Formation of Clipsham Stone

Clipsham Stone is a member of the Lincolnshire Limestone deposits. These deposits occur in the Inferior Oolite of the Jurassic system.  This Limestone was probably deposited in a moderately sub-tropical sea, where changes were frequent,  making its texture liable to a certain amount of variation.

When dry, the colour of Clipsham Stone may vary between pale cream and buff. The ground colour of the stone from the Old Quarry is buff and there are small spots or patches of a light brown colour. It is coarse-grained and somewhat oolitic and among the clastic are very small pebbles and large numbers of shell fragments.

Throughout the whole mass of the stone are large numbers of plates of calcite, which give it a peculiar glistening appearance. The matrix under an ordinary hand lens has an earthy appearance, but if examined by the microscope it is found to be crystalline; it consists of calcite.

The ooliths are of a variety of shapes and there are also in this stone numbers of shell fragments and some very small pebbles. Among the shell fragments are portions of encrinites and echinoderms. Scattered in the mass of the stone are numbers of glistening crystals of calcite and the whole of the clastic is bound together by a matrix of the same material. On a faced surface of this stone a great number of the fragmentary particles appear somewhat greyish and opaque.
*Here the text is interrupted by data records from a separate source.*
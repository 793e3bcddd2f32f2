//! On-disk layout per §6: one append-only log of newline-delimited
//! canonical-JSON commit records per repository path, plus a
//! `repo-state.json` sidecar holding the latest durable head per key and
//! a rolling checksum of the log prefix.

use std::fs::{self, File, OpenOptions};
use std::io::{BufRead, BufReader, Write};
use std::path::{Path, PathBuf};
use std::collections::BTreeMap;

use serde::{Deserialize, Serialize};

use crate::commit::Commit;
use crate::error::Result;

const LOG_FILE: &str = "commits.ndjson";
const STATE_FILE: &str = "repo-state.json";

#[derive(Debug, Clone, Serialize, Deserialize, Default)]
struct RepoState {
    heads: BTreeMap<String, String>,
    checksum: u64,
}

pub struct Storage {
    path: PathBuf,
    log_file: File,
    state: RepoState,
}

impl Storage {
    pub fn open(path: impl AsRef<Path>) -> Result<Storage> {
        let path = path.as_ref().to_path_buf();
        fs::create_dir_all(&path)?;
        let log_file = OpenOptions::new()
            .create(true)
            .append(true)
            .read(true)
            .open(path.join(LOG_FILE))?;
        let state = Self::load_state(&path)?;
        Ok(Storage { path, log_file, state })
    }

    fn load_state(path: &Path) -> Result<RepoState> {
        let state_path = path.join(STATE_FILE);
        if !state_path.exists() {
            return Ok(RepoState::default());
        }
        let bytes = fs::read(&state_path)?;
        Ok(serde_json::from_slice(&bytes)?)
    }

    fn save_state(&self) -> Result<()> {
        let bytes = serde_json::to_vec_pretty(&self.state)?;
        fs::write(self.path.join(STATE_FILE), bytes)?;
        Ok(())
    }

    /// Scans the full log in file order. Used on `Repository::open` to
    /// rebuild in-memory indices.
    pub fn load_all(&self) -> Result<Vec<Commit>> {
        let log_path = self.path.join(LOG_FILE);
        if !log_path.exists() {
            return Ok(Vec::new());
        }
        let reader = BufReader::new(File::open(&log_path)?);
        let mut commits = Vec::new();
        for line in reader.lines() {
            let line = line?;
            if line.trim().is_empty() {
                continue;
            }
            commits.push(Commit::from_log_bytes(line.as_bytes())?);
        }
        Ok(commits)
    }

    /// Appends one commit record and updates the sidecar's rolling
    /// checksum and per-key durable head.
    pub fn append(&mut self, commit: &Commit) -> Result<()> {
        let bytes = commit.to_log_bytes()?;
        self.log_file.write_all(&bytes)?;
        self.log_file.write_all(b"\n")?;
        self.log_file.flush()?;
        self.state.checksum = roll_checksum(self.state.checksum, &bytes);
        self.state.heads.insert(commit.key.clone(), commit.id.clone());
        self.save_state()
    }

    pub fn durable_head(&self, key: &str) -> Option<&str> {
        self.state.heads.get(key).map(String::as_str)
    }

    /// Re-scans the log and compares its checksum against the sidecar's,
    /// for corruption detection on open.
    pub fn verify_checksum(&self) -> Result<bool> {
        let mut checksum = 0u64;
        for commit in self.load_all()? {
            checksum = roll_checksum(checksum, &commit.to_log_bytes()?);
        }
        Ok(checksum == self.state.checksum)
    }
}

fn roll_checksum(prior: u64, bytes: &[u8]) -> u64 {
    let hash = blake3::hash(bytes);
    let chunk = u64::from_le_bytes(hash.as_bytes()[0..8].try_into().unwrap());
    prior.rotate_left(1) ^ chunk
}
Glossary of terms for the not so technical:

Calcite White or colourless mineral consisting of calcium carbonate. Encrinites a sedimentary rock formed almost exclusively from the skeletal plates of crinoids.
Clastic Rocks composed of broken pieces of older rocks. Jurassic Approx. 208 – 146 million years ago.
Echinoderms Marine invertebrates. Oolite Limestone consisting of a mass of rounded grains (ooliths) made up of concentric layers.